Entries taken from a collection
※ ※ ※
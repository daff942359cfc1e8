//! JSON-RPC 2.0 framing and MCP request/result payloads.

use serde::{Deserialize, Serialize};
use serde_json::Value;

use crate::content::Content;
use crate::resource::{Resource, ResourceContents, ResourceTemplate};
use crate::tool::Tool;

pub const JSONRPC_VERSION: &str = "2.0";

/// Protocol revision this server speaks. The server does not negotiate.
pub const PROTOCOL_VERSION: &str = "2025-03-26";

pub const PARSE_ERROR: i32 = -32700;
pub const INVALID_REQUEST: i32 = -32600;
pub const METHOD_NOT_FOUND: i32 = -32601;
pub const INVALID_PARAMS: i32 = -32602;
pub const INTERNAL_ERROR: i32 = -32603;

#[derive(Debug, Clone, PartialEq, Serialize, Deserialize)]
pub struct JsonRpcRequest {
    pub jsonrpc: String,
    pub id: u64,
    pub method: String,
    #[serde(skip_serializing_if = "Option::is_none")]
    pub params: Option<Value>,
}

impl JsonRpcRequest {
    pub fn new<M: Into<String>>(id: u64, method: M, params: Option<Value>) -> Self {
        Self {
            jsonrpc: JSONRPC_VERSION.to_string(),
            id,
            method: method.into(),
            params,
        }
    }
}

#[derive(Debug, Clone, PartialEq, Serialize, Deserialize)]
pub struct JsonRpcNotification {
    pub jsonrpc: String,
    pub method: String,
    #[serde(skip_serializing_if = "Option::is_none")]
    pub params: Option<Value>,
}

#[derive(Debug, Clone, PartialEq, Serialize, Deserialize)]
pub struct JsonRpcResponse {
    pub jsonrpc: String,
    pub id: u64,
    #[serde(skip_serializing_if = "Option::is_none")]
    pub result: Option<Value>,
    #[serde(skip_serializing_if = "Option::is_none")]
    pub error: Option<ErrorData>,
}

impl JsonRpcResponse {
    /// An empty response for the given request id; the caller fills in
    /// either `result` or `error`.
    pub fn new(id: u64) -> Self {
        Self {
            jsonrpc: JSONRPC_VERSION.to_string(),
            id,
            result: None,
            error: None,
        }
    }
}

/// An error reply that is not tied to a decodable request, e.g. for a
/// line that failed to parse. `id` is absent in that case.
#[derive(Debug, Clone, PartialEq, Serialize, Deserialize)]
pub struct JsonRpcError {
    pub jsonrpc: String,
    pub id: Option<u64>,
    pub error: ErrorData,
}

impl JsonRpcError {
    pub fn new(id: Option<u64>, error: ErrorData) -> Self {
        Self {
            jsonrpc: JSONRPC_VERSION.to_string(),
            id,
            error,
        }
    }
}

/// Any frame that can travel over the transport.
///
/// Variant order matters: serde tries untagged variants top to bottom,
/// and the distinguishing required fields (`method` + `id`, `method`
/// alone, `error`, ...) must be probed from most to least specific.
#[derive(Debug, Clone, PartialEq, Serialize, Deserialize)]
#[serde(untagged)]
pub enum JsonRpcMessage {
    Request(JsonRpcRequest),
    Notification(JsonRpcNotification),
    Error(JsonRpcError),
    Response(JsonRpcResponse),
    Nil,
}

#[derive(Debug, Clone, PartialEq, Serialize, Deserialize)]
pub struct ErrorData {
    pub code: i32,
    pub message: String,
    #[serde(skip_serializing_if = "Option::is_none")]
    pub data: Option<Value>,
}

/// Server identity reported during the `initialize` handshake.
#[derive(Debug, Clone, PartialEq, Serialize, Deserialize)]
#[serde(rename_all = "camelCase")]
pub struct Implementation {
    pub name: String,
    pub version: String,
}

#[derive(Debug, Clone, PartialEq, Default, Serialize, Deserialize)]
#[serde(rename_all = "camelCase")]
pub struct ServerCapabilities {
    #[serde(skip_serializing_if = "Option::is_none")]
    pub tools: Option<ToolsCapability>,
    #[serde(skip_serializing_if = "Option::is_none")]
    pub resources: Option<ResourcesCapability>,
}

#[derive(Debug, Clone, PartialEq, Default, Serialize, Deserialize)]
#[serde(rename_all = "camelCase")]
pub struct ToolsCapability {
    #[serde(skip_serializing_if = "Option::is_none")]
    pub list_changed: Option<bool>,
}

#[derive(Debug, Clone, PartialEq, Default, Serialize, Deserialize)]
#[serde(rename_all = "camelCase")]
pub struct ResourcesCapability {
    #[serde(skip_serializing_if = "Option::is_none")]
    pub subscribe: Option<bool>,
    #[serde(skip_serializing_if = "Option::is_none")]
    pub list_changed: Option<bool>,
}

#[derive(Debug, Clone, PartialEq, Serialize, Deserialize)]
#[serde(rename_all = "camelCase")]
pub struct InitializeResult {
    pub protocol_version: String,
    pub capabilities: ServerCapabilities,
    pub server_info: Implementation,
    #[serde(skip_serializing_if = "Option::is_none")]
    pub instructions: Option<String>,
}

#[derive(Debug, Clone, PartialEq, Serialize, Deserialize)]
pub struct ListToolsResult {
    pub tools: Vec<Tool>,
}

#[derive(Debug, Clone, PartialEq, Deserialize)]
#[serde(rename_all = "camelCase")]
pub struct CallToolRequestParams {
    pub name: String,
    #[serde(default)]
    pub arguments: Option<Value>,
}

#[derive(Debug, Clone, PartialEq, Serialize, Deserialize)]
pub struct CallToolResult {
    pub content: Vec<Content>,
}

#[derive(Debug, Clone, PartialEq, Serialize, Deserialize)]
pub struct ListResourcesResult {
    pub resources: Vec<Resource>,
}

#[derive(Debug, Clone, PartialEq, Serialize, Deserialize)]
#[serde(rename_all = "camelCase")]
pub struct ListResourceTemplatesResult {
    pub resource_templates: Vec<ResourceTemplate>,
}

#[derive(Debug, Clone, PartialEq, Deserialize)]
#[serde(rename_all = "camelCase")]
pub struct ReadResourceRequestParams {
    pub uri: String,
}

#[derive(Debug, Clone, PartialEq, Serialize, Deserialize)]
pub struct ReadResourceResult {
    pub contents: Vec<ResourceContents>,
}
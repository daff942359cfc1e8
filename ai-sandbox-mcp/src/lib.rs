//! AI Sandbox MCP server.
//!
//! Exposes a handful of arithmetic tools, an echo tool, and greeting
//! resources over the Model Context Protocol on standard input/output.
//! Everything the server offers is registered in one place,
//! [`build_router`], which the binary and the integration tests share.

pub mod resources;
pub mod router;
pub mod tools;

pub use router::{build_router, SandboxRouter};
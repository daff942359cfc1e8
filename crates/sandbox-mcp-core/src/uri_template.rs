//! URI templates with a single free variable.
//!
//! Supports the `scheme://prefix{variable}suffix` shape used by
//! templated resources. Matching extracts the variable's value;
//! expansion substitutes one back in.

use crate::handler::ResourceError;

#[derive(Debug, Clone, PartialEq, Eq)]
pub struct UriTemplate {
    pattern: String,
    prefix: String,
    suffix: String,
    variable: String,
}

impl UriTemplate {
    /// Parses a pattern containing exactly one `{variable}` placeholder.
    pub fn parse(pattern: &str) -> Result<Self, ResourceError> {
        let open = pattern
            .find('{')
            .ok_or_else(|| invalid(pattern, "expected one {variable} placeholder"))?;
        let close = pattern[open..]
            .find('}')
            .map(|offset| open + offset)
            .ok_or_else(|| invalid(pattern, "unterminated placeholder"))?;
        let variable = &pattern[open + 1..close];
        if variable.is_empty() {
            return Err(invalid(pattern, "placeholder has no name"));
        }
        let suffix = &pattern[close + 1..];
        if suffix.contains('{') || suffix.contains('}') {
            return Err(invalid(pattern, "more than one placeholder"));
        }
        Ok(Self {
            pattern: pattern.to_string(),
            prefix: pattern[..open].to_string(),
            suffix: suffix.to_string(),
            variable: variable.to_string(),
        })
    }

    pub fn pattern(&self) -> &str {
        &self.pattern
    }

    pub fn variable(&self) -> &str {
        &self.variable
    }

    /// Matches a concrete URI against the template, returning the value
    /// of the variable on success.
    pub fn match_uri(&self, uri: &str) -> Option<String> {
        let rest = uri.strip_prefix(self.prefix.as_str())?;
        let value = rest.strip_suffix(self.suffix.as_str())?;
        Some(value.to_string())
    }

    /// Substitutes a value for the variable, producing a concrete URI.
    pub fn expand(&self, value: &str) -> String {
        format!("{}{}{}", self.prefix, value, self.suffix)
    }
}

fn invalid(pattern: &str, reason: &str) -> ResourceError {
    ResourceError::InvalidUri(format!("{}: {}", pattern, reason))
}
use anyhow::Result;
use tracing_subscriber::EnvFilter;

use ai_sandbox_mcp::build_router;
use sandbox_mcp_server::{RouterService, Server, StdioTransport};

#[tokio::main(flavor = "current_thread")]
async fn main() {
    // stdout carries the protocol; all logging goes to stderr.
    tracing_subscriber::fmt()
        .with_env_filter(EnvFilter::from_default_env().add_directive(tracing::Level::INFO.into()))
        .with_writer(std::io::stderr)
        .with_target(false)
        .init();

    tracing::info!("Starting AI Sandbox MCP Server...");

    if let Err(error) = run().await {
        tracing::error!(%error, "Error starting MCP server");
        std::process::exit(1);
    }
}

async fn run() -> Result<()> {
    let router = RouterService(build_router()?);
    let server = Server::new(router);
    let transport = StdioTransport::new(tokio::io::stdin(), tokio::io::stdout());

    tracing::info!("MCP Server started successfully");

    tokio::select! {
        outcome = server.run(transport) => {
            outcome?;
        }
        outcome = shutdown_signal() => {
            outcome?;
            tracing::info!("Server shutting down...");
        }
    }

    Ok(())
}

#[cfg(unix)]
async fn shutdown_signal() -> Result<()> {
    use tokio::signal::unix::{signal, SignalKind};

    let mut interrupt = signal(SignalKind::interrupt())?;
    let mut terminate = signal(SignalKind::terminate())?;
    tokio::select! {
        _ = interrupt.recv() => {}
        _ = terminate.recv() => {}
    }
    Ok(())
}

#[cfg(not(unix))]
async fn shutdown_signal() -> Result<()> {
    tokio::signal::ctrl_c().await?;
    Ok(())
}
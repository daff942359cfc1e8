//! The server's router: identity plus delegation to the registry.

use std::sync::Arc;

use futures::future::BoxFuture;
use serde_json::Value;

use sandbox_mcp_core::content::Content;
use sandbox_mcp_core::handler::{ResourceError, ToolError};
use sandbox_mcp_core::protocol::ServerCapabilities;
use sandbox_mcp_core::resource::{Resource, ResourceTemplate};
use sandbox_mcp_core::tool::Tool;
use sandbox_mcp_server::registry::Registry;
use sandbox_mcp_server::router::{CapabilitiesBuilder, Router};

use crate::resources;
use crate::tools;

/// Name advertised during the `initialize` handshake.
pub const SERVER_NAME: &str = "ai-sandbox-mcp";

const INSTRUCTIONS: &str = "Model Context Protocol server for AI Sandbox";

#[derive(Clone)]
pub struct SandboxRouter {
    registry: Arc<Registry>,
}

/// The single registration site: every tool and resource the server
/// exposes is added here, and both the binary and the tests consume it.
pub fn build_router() -> anyhow::Result<SandboxRouter> {
    let mut builder = Registry::builder();
    builder = tools::calculator::register(builder);
    builder = tools::echo::register(builder);
    builder = resources::greeting::register(builder)?;

    Ok(SandboxRouter {
        registry: Arc::new(builder.build()),
    })
}

impl Router for SandboxRouter {
    fn name(&self) -> String {
        SERVER_NAME.to_string()
    }

    fn version(&self) -> String {
        env!("CARGO_PKG_VERSION").to_string()
    }

    fn instructions(&self) -> String {
        INSTRUCTIONS.to_string()
    }

    fn capabilities(&self) -> ServerCapabilities {
        CapabilitiesBuilder::new()
            .with_tools(false)
            .with_resources(false, false)
            .build()
    }

    fn list_tools(&self) -> Vec<Tool> {
        self.registry.list_tools()
    }

    fn call_tool(
        &self,
        tool_name: &str,
        arguments: Value,
    ) -> BoxFuture<'static, Result<Vec<Content>, ToolError>> {
        self.registry.call_tool(tool_name, arguments)
    }

    fn list_resources(&self) -> Vec<Resource> {
        self.registry.list_resources()
    }

    fn list_resource_templates(&self) -> Vec<ResourceTemplate> {
        self.registry.list_resource_templates()
    }

    fn read_resource(&self, uri: &str) -> BoxFuture<'static, Result<String, ResourceError>> {
        self.registry.read_resource(uri)
    }
}
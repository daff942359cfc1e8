use sandbox_mcp_core::handler::{ResourceError, ToolError};
use sandbox_mcp_core::protocol::{
    ErrorData, INTERNAL_ERROR, INVALID_PARAMS, METHOD_NOT_FOUND,
};
use thiserror::Error;

pub type BoxError = Box<dyn std::error::Error + Send + Sync>;

/// Failures surfaced while routing a request to a handler. Each maps to
/// a JSON-RPC error response on the request's id.
#[derive(Error, Debug)]
pub enum RouterError {
    #[error("Method not found: {0}")]
    MethodNotFound(String),
    #[error("Tool not found: {0}")]
    ToolNotFound(String),
    #[error("Resource not found: {0}")]
    ResourceNotFound(String),
    #[error("Invalid params: {0}")]
    InvalidParams(String),
    #[error("Internal error: {0}")]
    Internal(String),
}

impl From<RouterError> for ErrorData {
    fn from(error: RouterError) -> Self {
        let code = match &error {
            RouterError::MethodNotFound(_) => METHOD_NOT_FOUND,
            RouterError::ToolNotFound(_)
            | RouterError::ResourceNotFound(_)
            | RouterError::InvalidParams(_) => INVALID_PARAMS,
            RouterError::Internal(_) => INTERNAL_ERROR,
        };
        ErrorData {
            code,
            message: error.to_string(),
            data: None,
        }
    }
}

impl From<ToolError> for RouterError {
    fn from(error: ToolError) -> Self {
        match error {
            ToolError::NotFound(name) => RouterError::ToolNotFound(name),
            ToolError::InvalidParameters(message) => RouterError::InvalidParams(message),
            ToolError::ExecutionError(message) => RouterError::Internal(message),
        }
    }
}

impl From<ResourceError> for RouterError {
    fn from(error: ResourceError) -> Self {
        match error {
            ResourceError::NotFound(uri) => RouterError::ResourceNotFound(uri),
            ResourceError::InvalidUri(message) => RouterError::InvalidParams(message),
            ResourceError::ExecutionError(message) => RouterError::Internal(message),
        }
    }
}

#[derive(Error, Debug)]
pub enum TransportError {
    #[error("I/O error: {0}")]
    Io(#[from] std::io::Error),
    #[error("JSON error: {0}")]
    Json(#[from] serde_json::Error),
    #[error("Invalid UTF-8: {0}")]
    Utf8(#[from] std::string::FromUtf8Error),
    #[error("Invalid message: {0}")]
    InvalidMessage(String),
}

#[derive(Error, Debug)]
pub enum ServerError {
    #[error("Transport error: {0}")]
    Transport(#[from] TransportError),
}
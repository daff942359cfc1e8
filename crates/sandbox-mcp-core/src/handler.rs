//! Errors reported by tool handlers and resource resolvers.

use thiserror::Error;

/// Failure modes of a tool invocation.
///
/// Handlers only ever see arguments that passed schema validation, so
/// `InvalidParameters` is produced by the dispatch layer, not by
/// handler bodies. Domain-level errors a tool can explain to the caller
/// (such as division by zero) are not errors at all: they are returned
/// as ordinary text content.
#[derive(Error, Debug, Clone, PartialEq, Eq)]
pub enum ToolError {
    #[error("Invalid parameters: {0}")]
    InvalidParameters(String),
    #[error("Execution failed: {0}")]
    ExecutionError(String),
    #[error("Tool not found: {0}")]
    NotFound(String),
}

/// Failure modes of a resource read or registration.
#[derive(Error, Debug, Clone, PartialEq, Eq)]
pub enum ResourceError {
    #[error("Invalid URI: {0}")]
    InvalidUri(String),
    #[error("Execution failed: {0}")]
    ExecutionError(String),
    #[error("Resource not found: {0}")]
    NotFound(String),
}
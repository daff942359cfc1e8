//! End-to-end tests: JSON-RPC lines in, JSON-RPC lines out, through the
//! full server loop and stdio framing over an in-memory pipe.

use serde_json::{json, Value};
use tokio::io::{AsyncBufReadExt, AsyncWriteExt, BufReader, DuplexStream, ReadHalf, WriteHalf};
use tokio::task::JoinHandle;

use ai_sandbox_mcp::build_router;
use sandbox_mcp_core::protocol::{INVALID_PARAMS, METHOD_NOT_FOUND, PARSE_ERROR};
use sandbox_mcp_server::{RouterService, Server, ServerError, StdioTransport};

struct TestClient {
    server: JoinHandle<Result<(), ServerError>>,
    reader: BufReader<ReadHalf<DuplexStream>>,
    writer: WriteHalf<DuplexStream>,
}

impl TestClient {
    async fn start() -> Self {
        let (client_io, server_io) = tokio::io::duplex(64 * 1024);
        let (server_read, server_write) = tokio::io::split(server_io);
        let service = RouterService(build_router().expect("registration cannot fail"));
        let server =
            tokio::spawn(Server::new(service).run(StdioTransport::new(server_read, server_write)));

        let (client_read, client_write) = tokio::io::split(client_io);
        Self {
            server,
            reader: BufReader::new(client_read),
            writer: client_write,
        }
    }

    async fn send_raw(&mut self, line: &str) {
        self.writer.write_all(line.as_bytes()).await.unwrap();
        self.writer.write_all(b"\n").await.unwrap();
    }

    async fn recv(&mut self) -> Value {
        let mut line = String::new();
        let read = self.reader.read_line(&mut line).await.unwrap();
        assert!(read > 0, "server closed the stream early");
        serde_json::from_str(line.trim_end()).unwrap()
    }

    async fn request(&mut self, id: u64, method: &str, params: Value) -> Value {
        let frame = json!({"jsonrpc": "2.0", "id": id, "method": method, "params": params});
        self.send_raw(&frame.to_string()).await;
        self.recv().await
    }

    async fn finish(mut self) {
        self.writer.shutdown().await.unwrap();
        self.server.await.unwrap().unwrap();
    }
}

#[tokio::test]
async fn initialize_reports_server_identity() {
    let mut client = TestClient::start().await;

    let response = client
        .request(
            1,
            "initialize",
            json!({
                "protocolVersion": "2025-03-26",
                "capabilities": {},
                "clientInfo": {"name": "test-client", "version": "0.0.0"}
            }),
        )
        .await;

    let result = &response["result"];
    assert_eq!(result["serverInfo"]["name"], "ai-sandbox-mcp");
    assert_eq!(result["serverInfo"]["version"], "0.1.0");
    assert_eq!(result["protocolVersion"], "2025-03-26");
    assert!(result["capabilities"]["tools"].is_object());
    assert!(result["capabilities"]["resources"].is_object());

    client.finish().await;
}

#[tokio::test]
async fn add_returns_formatted_sum() {
    let mut client = TestClient::start().await;

    let response = client
        .request(
            2,
            "tools/call",
            json!({"name": "add", "arguments": {"a": 2, "b": 3}}),
        )
        .await;

    assert_eq!(response["id"], 2);
    assert_eq!(
        response["result"]["content"],
        json!([{"type": "text", "text": "2 + 3 = 5"}])
    );

    client.finish().await;
}

#[tokio::test]
async fn divide_by_zero_is_a_successful_response() {
    let mut client = TestClient::start().await;

    let response = client
        .request(
            3,
            "tools/call",
            json!({"name": "divide", "arguments": {"a": 10, "b": 0}}),
        )
        .await;

    assert!(response.get("error").is_none());
    assert_eq!(
        response["result"]["content"],
        json!([{"type": "text", "text": "Error: Division by zero is not allowed."}])
    );

    client.finish().await;
}

#[tokio::test]
async fn echo_prefixes_the_message() {
    let mut client = TestClient::start().await;

    let response = client
        .request(
            4,
            "tools/call",
            json!({"name": "echo", "arguments": {"message": "hi"}}),
        )
        .await;

    assert_eq!(
        response["result"]["content"],
        json!([{"type": "text", "text": "Echo: hi"}])
    );

    client.finish().await;
}

#[tokio::test]
async fn tools_list_exposes_all_five_tools() {
    let mut client = TestClient::start().await;

    let response = client.request(5, "tools/list", json!({})).await;
    let tools = response["result"]["tools"].as_array().unwrap();
    let mut names: Vec<&str> = tools
        .iter()
        .map(|tool| tool["name"].as_str().unwrap())
        .collect();
    names.sort_unstable();
    assert_eq!(names, ["add", "divide", "echo", "multiply", "subtract"]);

    for tool in tools {
        assert_eq!(tool["inputSchema"]["type"], "object");
    }

    client.finish().await;
}

#[tokio::test]
async fn greeting_resources_resolve() {
    let mut client = TestClient::start().await;

    let response = client
        .request(6, "resources/read", json!({"uri": "greeting://Alice"}))
        .await;
    let contents = &response["result"]["contents"][0];
    assert_eq!(contents["uri"], "greeting://Alice");
    assert_eq!(
        contents["text"],
        "Hello, Alice! Welcome to the AI Sandbox MCP Server."
    );

    let response = client
        .request(7, "resources/read", json!({"uri": "greeting://default"}))
        .await;
    assert_eq!(
        response["result"]["contents"][0]["text"],
        "Hello! Welcome to the AI Sandbox MCP Server. You can get a \
         personalized greeting by accessing greeting://{your-name}"
    );

    let response = client.request(8, "resources/templates/list", json!({})).await;
    assert_eq!(
        response["result"]["resourceTemplates"][0]["uriTemplate"],
        "greeting://{name}"
    );

    let response = client.request(9, "resources/list", json!({})).await;
    assert_eq!(
        response["result"]["resources"][0]["uri"],
        "greeting://default"
    );

    client.finish().await;
}

#[tokio::test]
async fn unknown_method_is_rejected() {
    let mut client = TestClient::start().await;

    let response = client.request(10, "tools/rename", json!({})).await;
    assert_eq!(response["error"]["code"], METHOD_NOT_FOUND);

    client.finish().await;
}

#[tokio::test]
async fn mistyped_arguments_are_rejected_before_the_handler() {
    let mut client = TestClient::start().await;

    let response = client
        .request(
            11,
            "tools/call",
            json!({"name": "add", "arguments": {"a": "two", "b": 3}}),
        )
        .await;
    assert_eq!(response["error"]["code"], INVALID_PARAMS);

    let response = client
        .request(12, "tools/call", json!({"name": "modulo", "arguments": {}}))
        .await;
    assert_eq!(response["error"]["code"], INVALID_PARAMS);

    let response = client
        .request(13, "resources/read", json!({"uri": "unknown://nope"}))
        .await;
    assert_eq!(response["error"]["code"], INVALID_PARAMS);

    client.finish().await;
}

#[tokio::test]
async fn undecodable_line_does_not_kill_the_loop() {
    let mut client = TestClient::start().await;

    client.send_raw("this is not json").await;
    let reply = client.recv().await;
    assert_eq!(reply["error"]["code"], PARSE_ERROR);
    assert_eq!(reply["id"], Value::Null);

    let response = client
        .request(
            14,
            "tools/call",
            json!({"name": "add", "arguments": {"a": 1, "b": 1}}),
        )
        .await;
    assert_eq!(
        response["result"]["content"][0]["text"],
        "1 + 1 = 2"
    );

    client.finish().await;
}

#[tokio::test]
async fn notifications_are_ignored() {
    let mut client = TestClient::start().await;

    client
        .send_raw(&json!({"jsonrpc": "2.0", "method": "notifications/initialized"}).to_string())
        .await;
    let response = client.request(15, "ping", json!({})).await;
    assert_eq!(response["id"], 15);
    assert_eq!(response["result"], json!({}));

    client.finish().await;
}
//! Greeting resources: a personalized template and a fixed default.

use sandbox_mcp_core::handler::ResourceError;
use sandbox_mcp_core::resource::{Resource, ResourceTemplate};
use sandbox_mcp_core::uri_template::UriTemplate;
use sandbox_mcp_server::registry::RegistryBuilder;

pub const GREETING_TEMPLATE: &str = "greeting://{name}";
pub const DEFAULT_GREETING_URI: &str = "greeting://default";

fn personalized_greeting(name: String) -> Result<String, ResourceError> {
    Ok(format!(
        "Hello, {}! Welcome to the AI Sandbox MCP Server.",
        name
    ))
}

fn default_greeting() -> Result<String, ResourceError> {
    Ok("Hello! Welcome to the AI Sandbox MCP Server. \
        You can get a personalized greeting by accessing greeting://{your-name}"
        .to_string())
}

pub fn register(builder: RegistryBuilder) -> Result<RegistryBuilder, ResourceError> {
    let matcher = UriTemplate::parse(GREETING_TEMPLATE)?;
    let template = ResourceTemplate::new(matcher.pattern(), "greeting")
        .with_title("Greeting Resource")
        .with_description("Provides a personalized greeting message");

    let default = Resource::new(DEFAULT_GREETING_URI, "default-greeting")?
        .with_title("Default Greeting")
        .with_description("Provides a default greeting message")
        .with_mime_type("text/plain");

    Ok(builder
        .template(template, matcher, personalized_greeting)
        .resource(default, default_greeting))
}

#[cfg(test)]
mod tests {
    use sandbox_mcp_server::registry::Registry;

    use super::*;

    #[test]
    fn personalized_greeting_uses_the_name() {
        assert_eq!(
            personalized_greeting("Alice".to_string()).unwrap(),
            "Hello, Alice! Welcome to the AI Sandbox MCP Server."
        );
    }

    #[test]
    fn default_greeting_explains_the_template() {
        assert_eq!(
            default_greeting().unwrap(),
            "Hello! Welcome to the AI Sandbox MCP Server. You can get a \
             personalized greeting by accessing greeting://{your-name}"
        );
    }

    #[tokio::test]
    async fn registered_template_resolves_any_name() {
        let registry: Registry = register(Registry::builder()).unwrap().build();
        let text = registry.read_resource("greeting://Bob").await.unwrap();
        assert_eq!(text, "Hello, Bob! Welcome to the AI Sandbox MCP Server.");
    }

    #[tokio::test]
    async fn default_uri_resolves_to_the_fixed_greeting() {
        let registry = register(Registry::builder()).unwrap().build();
        let text = registry.read_resource(DEFAULT_GREETING_URI).await.unwrap();
        assert!(text.starts_with("Hello! Welcome to the AI Sandbox MCP Server."));
    }

    #[test]
    fn both_descriptors_are_listed() {
        let registry = register(Registry::builder()).unwrap().build();
        let templates = registry.list_resource_templates();
        assert_eq!(templates.len(), 1);
        assert_eq!(templates[0].uri_template, GREETING_TEMPLATE);

        let resources = registry.list_resources();
        assert_eq!(resources.len(), 1);
        assert_eq!(resources[0].uri, DEFAULT_GREETING_URI);
    }
}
※ ※ ※
Prompt: Among the entries, find each line that includes the string "JsonRpcError" and copy it.

Written response:
pub struct JsonRpcError {
impl JsonRpcError {
    Error(JsonRpcError),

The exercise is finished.